Information scattered across multiple locations is another reason for the difficulties, with close to half (48%) reporting it’s hampering their ability to find the information they need to do their job. One in five (18%) feel that their colleagues not saving the latest version of documents to shared systems also hampered their ability to do their job, and two in five (43%; the highest globally) feel that not knowing where to find the most up-to-date information also contributes.
Unfortunately, poor information management and these kinds of sustained challenges are having a negative effect on employees. So much so that nearly half (48%) feel that it is having an impact on their mental well-being and stress levels, as well as having a detrimental effect on their performance at work (47%) and a direct impact on their work-life balance (44%).

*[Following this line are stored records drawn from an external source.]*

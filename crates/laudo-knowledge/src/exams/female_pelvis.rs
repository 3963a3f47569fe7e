use laudo_core::models::finding::{Category, FindingDefinition};

use crate::Exam;

/// Female pelvic ultrasound (transabdominal or endovaginal).
pub struct FemalePelvis;

impl Exam for FemalePelvis {
    fn id(&self) -> &str {
        "pelve-feminina"
    }

    fn name(&self) -> &str {
        "US Pelve Feminina"
    }

    fn technique(&self) -> &str {
        "Exame realizado com transdutor convexo e endocavitário multifrequencial nas modalidades bidimensional e Doppler colorido."
    }

    fn categories(&self) -> &[Category] {
        static CATEGORIES: std::sync::LazyLock<Vec<Category>> = std::sync::LazyLock::new(|| {
            vec![
                Category::new(
                    "Útero",
                    "Útero em anteversoflexão/retroversoflexão, com dimensões, contornos e ecotextura miometrial normais.",
                    vec![
                        FindingDefinition::new(
                            "utero-normal",
                            "Normal",
                            "Útero em anteversoflexão, com dimensões, contornos e ecotextura miometrial normais.",
                        )
                        .normal()
                        .concluding("Útero sem alterações."),
                        FindingDefinition::new(
                            "mioma-uterino",
                            "Mioma Uterino",
                            "A ecotextura miometrial é heterogênea à custa de nódulo hipoecogênico, bem definido.",
                        )
                        .sized()
                        .multiple()
                        .characteristics(&["Intramural", "Subseroso", "Submucoso", "Pediculado"])
                        .concluding("Mioma(s) uterino(s). Acompanhamento ginecológico. Conduta dependerá do tamanho, sintomas e desejo gestacional.")
                        .observations("Localização: parede anterior/posterior/lateral/fúndica"),
                        FindingDefinition::new(
                            "adenomiose",
                            "Adenomiose",
                            "Útero globoso com espessamento miometrial difuso, apresentando áreas hipoecogênicas e estrias ecogênicas de permeio, caracterizando adenomiose.",
                        )
                        .concluding("Sinais ultrassonográficos de adenomiose."),
                    ],
                ),
                Category::new(
                    "Endométrio",
                    "Endométrio centrado, com espessura adequada para a fase do ciclo menstrual.",
                    vec![
                        FindingDefinition::new(
                            "endometrio-normal",
                            "Normal",
                            "Endométrio centrado, com espessura adequada para a fase do ciclo menstrual.",
                        )
                        .normal()
                        .sized()
                        .concluding("Endométrio sem alterações.")
                        .observations("Fase proliferativa: 4-8mm, Fase secretora: 7-14mm, Pós-menopausa: <5mm"),
                        FindingDefinition::new(
                            "polipo-endometrial",
                            "Pólipo Endometrial",
                            "Endométrio apresentando nódulo hiperecogênico, circunscrito, com pedículo vascular ao Doppler, sugestivo de pólipo endometrial.",
                        )
                        .sized()
                        .concluding("Pólipo endometrial. Recomenda-se avaliação ginecológica."),
                        FindingDefinition::new(
                            "hiperplasia-endometrial",
                            "Hiperplasia Endometrial",
                            "Endométrio com espessura aumentada para a fase do ciclo ou estado hormonal.",
                        )
                        .sized()
                        .concluding("Espessamento endometrial. Recomenda-se avaliação ginecológica para investigação complementar."),
                    ],
                ),
                Category::new(
                    "Ovários",
                    "Ovários tópicos com dimensões e ecotextura normais, apresentando folículos compatíveis com a fase do ciclo.",
                    vec![
                        FindingDefinition::new(
                            "ovarios-normal",
                            "Normal",
                            "Ovários tópicos com dimensões e ecotextura normais, apresentando folículos compatíveis com a fase do ciclo.",
                        )
                        .normal()
                        .concluding("Ovários sem alterações."),
                        FindingDefinition::new(
                            "cisto-ovariano-simples",
                            "Cisto Ovariano Simples/Funcional",
                            "Cisto de paredes finas e conteúdo homogêneo, de aspecto funcional (folicular).",
                        )
                        .sized()
                        .lateral()
                        .concluding("Cisto ovariano de aspecto funcional. Acompanhamento ginecológico. A maioria é funcional e regride espontaneamente."),
                        FindingDefinition::new(
                            "cisto-hemorragico",
                            "Cisto Hemorrágico",
                            "Cisto de paredes regulares, conteúdo espesso com debris e traves ecogênicas de permeio, sugestivo de cisto de conteúdo hemorrágico.",
                        )
                        .sized()
                        .lateral()
                        .concluding("Cisto ovariano de aspecto hemorrágico. Acompanhamento ginecológico."),
                        FindingDefinition::new(
                            "cisto-corpo-luteo",
                            "Cisto de Corpo Lúteo",
                            "Cisto de paredes espessas e anfractuosas, apresentando conteúdo hipoecogênico, sugestivo de cisto de corpo lúteo.",
                        )
                        .sized()
                        .lateral()
                        .concluding("Cisto de corpo lúteo. Achado fisiológico."),
                        FindingDefinition::new(
                            "endometrioma",
                            "Endometrioma",
                            "Cisto com conteúdo ecogênico homogêneo (vidro fosco), sugestivo de endometrioma.",
                        )
                        .sized()
                        .lateral()
                        .concluding("Achado sugestivo de endometrioma. Correlacionar com dados clínicos."),
                    ],
                ),
                Category::new(
                    "Colo Uterino",
                    "Colo uterino de aspecto habitual, com orifício interno fechado.",
                    vec![
                        FindingDefinition::new(
                            "colo-normal",
                            "Normal",
                            "Colo uterino de aspecto habitual, com orifício interno fechado.",
                        )
                        .normal()
                        .concluding("Colo uterino sem alterações."),
                        FindingDefinition::new(
                            "cistos-naboth",
                            "Cistos de Naboth",
                            "O colo uterino e o canal cervical de aspecto habitual, apresentando cistos de retenção subcentimétricos.",
                        )
                        .concluding("Cistos de Naboth (retenção). Achado benigno."),
                    ],
                ),
                Category::new(
                    "DIU",
                    "Não há DIU no interior da cavidade uterina.",
                    vec![
                        FindingDefinition::new(
                            "diu-ausente",
                            "Ausente",
                            "Não há DIU no interior da cavidade uterina.",
                        )
                        .normal()
                        .concluding("Ausência de DIU na cavidade uterina."),
                        FindingDefinition::new(
                            "diu-topico",
                            "DIU Tópico",
                            "Adequado posicionamento de dispositivo endoceptivo na cavidade uterina com extremidade superior distando adequadamente da serosa fúndica e extremidade inferior acima do orifício interno do colo uterino.",
                        )
                        .concluding("DIU tópico e bem posicionado."),
                        FindingDefinition::new(
                            "diu-mal-posicionado",
                            "DIU Mal Posicionado",
                            "Dispositivo intrauterino com extremidade superior muito próxima ao fundo uterino ou extremidade inferior baixa.",
                        )
                        .concluding("DIU com posicionamento inadequado. Recomenda-se avaliação ginecológica."),
                    ],
                ),
            ]
        });
        &CATEGORIES
    }
}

In addition, close to two in five (37%) feel it is negatively impacting their overall job satisfaction.
The lack of effective information management tools in many businesses is now starting to have an impact on what steps employees feel they need to take themselves. Whether they are told they can use them or not, half of Australian employees (50%) currently use personal file sharing systems (such as OneDrive, Google Drive, WhatsApp or Dropbox) for work related file sharing as a way to make things easier for them. More interestingly still, three quarters of those (73%) do it as they believe their company does not have a policy against it, despite the associated, elevated security risks. The global picture is yet more surprising with almost two thirds (63%) of employees across the globe indicating they use personal file sharing systems to share work files and almost three quarters of them (71%) doing so as they believe there is no organisational policy against it.
Unfortunately, the issues do not end there. Australian hybrid workers feel that they face a broad range of other challenges with a quarter (28%) saying that they cannot collaborate or share files with colleagues as easily when they are working from home, while two thirds (35%) indicate they cannot access corporate file systems and content as easily when working remotely. In addition, four in five (39%) are struggling with not having the same setup at home and in the office.
George Harb, Regional Vice President for ANZ at OpenText said, “As data from office workers, suppliers and customers continues to boom across every organisation, and as the number of systems and applications they use continues to rise, so too do the risks. Right now, there is an urgent need for businesses to automate information management and governance, so that content can be captured and classified, so that retention policies can be applied automatically and so that employees can easily access accurate, up-to-date information without having to trawl multiple applications. Only by taking these steps can organisations succeed in reducing complexity and enable employees to easily collaborate with their colleagues no matter what device or application they use or where and how they choose to work.”